Many owner operators are not familiar with escrow accounts. An escrow account is in an account where money deducted from the owner operator’s pay is stored for possible expenses that the company may incur in the future. For example, if an insurance freight claim is the fault of the owner operator, a carrier can protect itself with an escrow account that covers the deductible. In general, $2000 is the amount of money held in an escrow account. An escrow account may be established by requiring the owner operator to pay the amount at the time of hiring or more commonly by deducting money from each pay-cheque. It’s also important to ask the carrier if they pay interest on the money in the escrow fund.
Electronic Logging Devices
The ELD mandate effective December 18, 2017 will require all U.S.A motor carriers to utilize electronic logbooks to track their driver’s hours of service records. If the carrier you plan to lease onto operates in the U.S., there is a good chance they use electronic logging devices. Understand the implications of e-logs and know if you are comfortable with using them to track your HOS.
The company’s work culture must be a respectful one. If you feel that working at a trucking company means not being treated as a dependent contractor in a dignified manner, then consider a company that does.
Now that you know what to look for when becoming an owner operator in Canada, here is a list of the:
Best Owner Operator Companies to Work For:
Challenger Motor Freight
Challenger Motor Freight is a motor carrier that has been established since 1975. They have an owner operator program with 2300 miles per week on average for single drivers. They offer a variety of different freight delivery services to their carriers so the type of freight an owner operator may haul can vary. They prefer power units that are no older than 3 years. However, if your truck is in good working condition, it may be approved after review from their maintenance department. Satellite unit, sensor trackers, and electronic logbooks may be required. You can purchase pre-approved trucks from their partner re-seller Next Truck Sales which is apart of the fleet leasing and sales program for Challenger Motor Freight. Furthermore, Challenger has a driver referral program which gives owner operators the opportunity to earn incentives to refer new drivers to the company.

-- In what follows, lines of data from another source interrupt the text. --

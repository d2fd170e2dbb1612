// Copyright (C) 2026 Michael Wilson <mike@mdwn.dev>
//
// This program is free software: you can redistribute it and/or modify it under
// the terms of the GNU General Public License as published by the Free Software
// Foundation, version 3.
//
// This program is distributed in the hope that it will be useful, but WITHOUT
// ANY WARRANTY; without even the implied warranty of MERCHANTABILITY or FITNESS
// FOR A PARTICULAR PURPOSE. See the GNU General Public License for more details.
//
// You should have received a copy of the GNU General Public License along with
// this program. If not, see <https://www.gnu.org/licenses/>.
//

//! Tempo drift between a recording and the score's bar grid.
//!
//! The first detected beat anchors the score's first bar with notes. Every later bar is
//! located independently by looking for the detected beat closest to where the score's
//! tempo says the bar should start, so a single missed or spurious beat does not shift
//! everything after it.

mod analyzer;
mod matcher;
mod report;

pub use analyzer::{
    DriftAnalyzer, DEFAULT_BEATS_PER_BAR, DEFAULT_SAMPLE_RATE, DEFAULT_TEMPO_WINDOW,
    MIN_ANALYSIS_BEATS,
};
pub use matcher::{BeatMatch, NearestBeatMatcher};
pub use report::{recommended_interval, BarDriftInfo, DriftReport, DriftSeverity};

CN Rail’s subsidiary CNTL has one of the best owner operator programs. CNTL covers five ports in Canada and has mainly intermodal work for its O/O’s. They offer waiting time pay after 15 minutes for local operators and after 1 hour for highway operators. Due to the size of CN Rail’s operations, they have access to a heavily discounted fuel rate. Because the company’s operations extend to the U.S. owner operators may be subject to a pre-employment drug test. CNTL accepts aerodynamic trucks that are equipped with roof and side fairings
Quik X became a part of Transforce International in 2011. They operate across Canada and the continental United States. Their truck specification requirements are straightforward with the primary requirement being a working Jake brake and 400+HP. They are ideal for owner operators who wish to drive as a team.